Michel Mouillart, professeur d’Economie à l’Université de Paris Ouest et porte-parole du baromètre des prix immobiliers LPI-SeLoger livre les tendances des marchés #immobiliers à fin mai 2020. Décryptage …

Poursuite de la hausse de prix dans l’#ancien

Sur un marché des #logements #anciens qui a connu en avril une chute des ventes d’une brutalité et d’une ampleur jamais observées depuis la fin de la Seconde Guerre Mondiale, la hausse des prix s’est poursuivie. Par exemple, les prix n’ont reculé en avril que dans 5 % des villes de plus de 100 000 habitants : cela était le cas pour 8 % de ces villes en mars et 12 % en janvier et en février.

Les tensions sur les prix ne se relâchent donc pas, avec la crise. La déformation de la structure du marché constatée depuis le début de l’année se poursuit, en effet : les ménages qui réalisent les achats les moins onéreux (prix au m² ou prix du lot) ont quitté le marché proportionnellement plus que les autres, renforçant mécaniquement le déplacement de la courbe des prix vers le haut. Et la chute de l’activité qui est synonyme de raréfaction de l’offre, alimente les tensions sur les prix dans un contexte de pénurie.

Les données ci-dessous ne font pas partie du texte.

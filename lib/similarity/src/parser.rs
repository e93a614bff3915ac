//! Line parser for numbered re-ranking responses.
//!
//! The expected shape is
//!
//! ```text
//! 1. 이름: 콩이
//!    이유: 작고 활발해서 아파트 생활에 잘 맞습니다.
//! 2. 이름: 보리 / 이유: 차분하고 사람을 좋아합니다.
//! ```
//!
//! A line beginning with an ordinal opens a new entry and flushes the open
//! one. Name and reason markers set the fields of the open entry; unmarked
//! lines directly after a reason continue it. The last entry is flushed at
//! end of input.

use serde::{Deserialize, Serialize};

/// One entry recovered from a response. Either field may be missing.
#[derive(Debug, Clone, PartialEq, Eq)]
pub struct ParsedEntry {
    pub ordinal: Option<usize>,
    pub name: Option<String>,
    pub reason: Option<String>,
}

impl ParsedEntry {
    pub fn is_complete(&self) -> bool {
        self.name.is_some() && self.reason.is_some()
    }
}

/// Field markers recognized in a response, matched case-insensitively.
#[derive(Debug, Clone, PartialEq, Eq, Serialize, Deserialize)]
#[serde(default)]
pub struct ResponseFormat {
    pub name_markers: Vec<String>,
    pub reason_markers: Vec<String>,
}

impl Default for ResponseFormat {
    fn default() -> Self {
        Self {
            name_markers: vec!["이름".into(), "name".into()],
            reason_markers: vec!["이유".into(), "추천 이유".into(), "reason".into()],
        }
    }
}

#[derive(Debug, Default)]
struct Draft {
    ordinal: Option<usize>,
    name: Option<String>,
    reason: Option<String>,
}

impl Draft {
    fn opened(ordinal: Option<usize>) -> Self {
        Self {
            ordinal,
            ..Default::default()
        }
    }
}

#[derive(Debug, Clone, Default)]
pub struct ResponseParser {
    format: ResponseFormat,
}

impl ResponseParser {
    pub fn new(format: ResponseFormat) -> Self {
        Self { format }
    }

    pub fn format(&self) -> &ResponseFormat {
        &self.format
    }

    /// Parse every entry in `response`, in order of appearance.
    pub fn parse(&self, response: &str) -> Vec<ParsedEntry> {
        let mut entries = Vec::new();
        let mut current = Draft::default();
        let mut continuing = false;

        for raw in response.lines() {
            let line = clean_line(raw);
            if line.is_empty() {
                continuing = false;
                continue;
            }

            let (body, from_ordinal) = match split_ordinal(&line) {
                Some((ordinal, rest)) => {
                    flush(&mut entries, std::mem::replace(&mut current, Draft::opened(Some(ordinal))));
                    (rest.trim(), true)
                }
                None => (line.as_str(), false),
            };
            if body.is_empty() {
                continuing = false;
                continue;
            }

            if let Some(value) = self.strip_name(body) {
                continuing = self.set_name_and_reason(&mut entries, &mut current, value);
            } else if let Some(reason) = self.strip_reason(body) {
                continuing = self.set_reason(&mut entries, &mut current, reason);
            } else if from_ordinal {
                // "3. 콩이" or "3. 콩이 / 이유: ..." without a name marker
                continuing = self.set_name_and_reason(&mut entries, &mut current, body);
            } else if continuing {
                if let Some(reason) = current.reason.as_mut() {
                    reason.push(' ');
                    reason.push_str(body);
                }
            }
        }

        flush(&mut entries, current);
        entries
    }

    /// `value` is a name, optionally followed by an inline reason label.
    fn set_name_and_reason(&self, entries: &mut Vec<ParsedEntry>, current: &mut Draft, value: &str) -> bool {
        let (name, reason) = match self.find_reason(value) {
            Some((at, reason)) => (&value[..at], Some(reason)),
            None => (value, None),
        };
        self.set_name(entries, current, trim_separator(name));
        match reason {
            Some(reason) => self.set_reason(entries, current, reason),
            None => false,
        }
    }

    fn set_name(&self, entries: &mut Vec<ParsedEntry>, current: &mut Draft, name: &str) {
        let name = name.trim();
        if name.is_empty() {
            return;
        }
        if current.name.is_some() {
            flush(entries, std::mem::take(current));
        }
        current.name = Some(name.to_string());
    }

    /// Returns whether unmarked lines may continue the reason.
    fn set_reason(&self, entries: &mut Vec<ParsedEntry>, current: &mut Draft, reason: &str) -> bool {
        let reason = reason.trim();
        if reason.is_empty() {
            return false;
        }
        if current.reason.is_some() {
            flush(entries, std::mem::take(current));
        }
        current.reason = Some(reason.to_string());
        true
    }

    fn strip_name<'a>(&self, line: &'a str) -> Option<&'a str> {
        self.format
            .name_markers
            .iter()
            .find_map(|marker| strip_label(line, marker))
    }

    fn strip_reason<'a>(&self, line: &'a str) -> Option<&'a str> {
        self.format
            .reason_markers
            .iter()
            .find_map(|marker| strip_label(line, marker))
    }

    /// First reason label inside `text`, as (byte offset, value).
    fn find_reason<'a>(&self, text: &'a str) -> Option<(usize, &'a str)> {
        let mut previous: Option<char> = None;
        for (at, c) in text.char_indices() {
            if !previous.is_some_and(char::is_alphanumeric) {
                if let Some(value) = self.strip_reason(&text[at..]) {
                    return Some((at, value));
                }
            }
            previous = Some(c);
        }
        None
    }
}

fn flush(entries: &mut Vec<ParsedEntry>, draft: Draft) {
    if draft.name.is_none() && draft.reason.is_none() {
        return;
    }
    entries.push(ParsedEntry {
        ordinal: draft.ordinal,
        name: draft.name,
        reason: draft.reason,
    });
}

/// Remove markdown emphasis and list/heading prefixes.
fn clean_line(raw: &str) -> String {
    raw.replace("**", "")
        .trim()
        .trim_start_matches(|c: char| matches!(c, '-' | '•' | '#' | '*' | '>') || c.is_whitespace())
        .trim_end()
        .to_string()
}

fn trim_separator(text: &str) -> &str {
    text.trim()
        .trim_end_matches(|c: char| matches!(c, '/' | '|' | ',' | '-') || c.is_whitespace())
}

/// `"12. rest"` or `"12) rest"` to `(12, "rest")`. At most three digits, and
/// the punctuation must not start a decimal such as `1.5`.
pub fn split_ordinal(line: &str) -> Option<(usize, &str)> {
    let digits = line.bytes().take_while(u8::is_ascii_digit).count();
    if digits == 0 || digits > 3 {
        return None;
    }

    let rest = &line[digits..];
    let mut chars = rest.chars();
    if !matches!(chars.next(), Some('.') | Some(')')) {
        return None;
    }
    if chars.clone().next().is_some_and(|c| c.is_ascii_digit()) {
        return None;
    }

    let ordinal = line[..digits].parse().ok()?;
    Some((ordinal, chars.as_str()))
}

/// Value after `marker` when `line` starts with `marker` followed by `:`.
fn strip_label<'a>(line: &'a str, marker: &str) -> Option<&'a str> {
    let head = line.get(..marker.len())?;
    if !head.eq_ignore_ascii_case(marker) {
        return None;
    }
    let rest = line[marker.len()..].trim_start();
    let value = rest
        .strip_prefix(':')
        .or_else(|| rest.strip_prefix('：'))?;
    Some(value.trim())
}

Très peu de baisses des prix dans les grandes villes

La crise paralyse le marché des #appartements anciens et pourtant, les prix n’ont reculé en avril que dans 5% des villes de plus de 100 000 habitants : à Bordeaux où la baisse amorcée en décembre dernier est de 1.3 % sur un an, mais où les prix remontent depuis début mars (+ 2.3 % en glissement annuel) ; et à Nîmes où les prix reculent depuis la fin de 2018, sans que le rythme de la baisse ne se soit accru avec le début du confinement.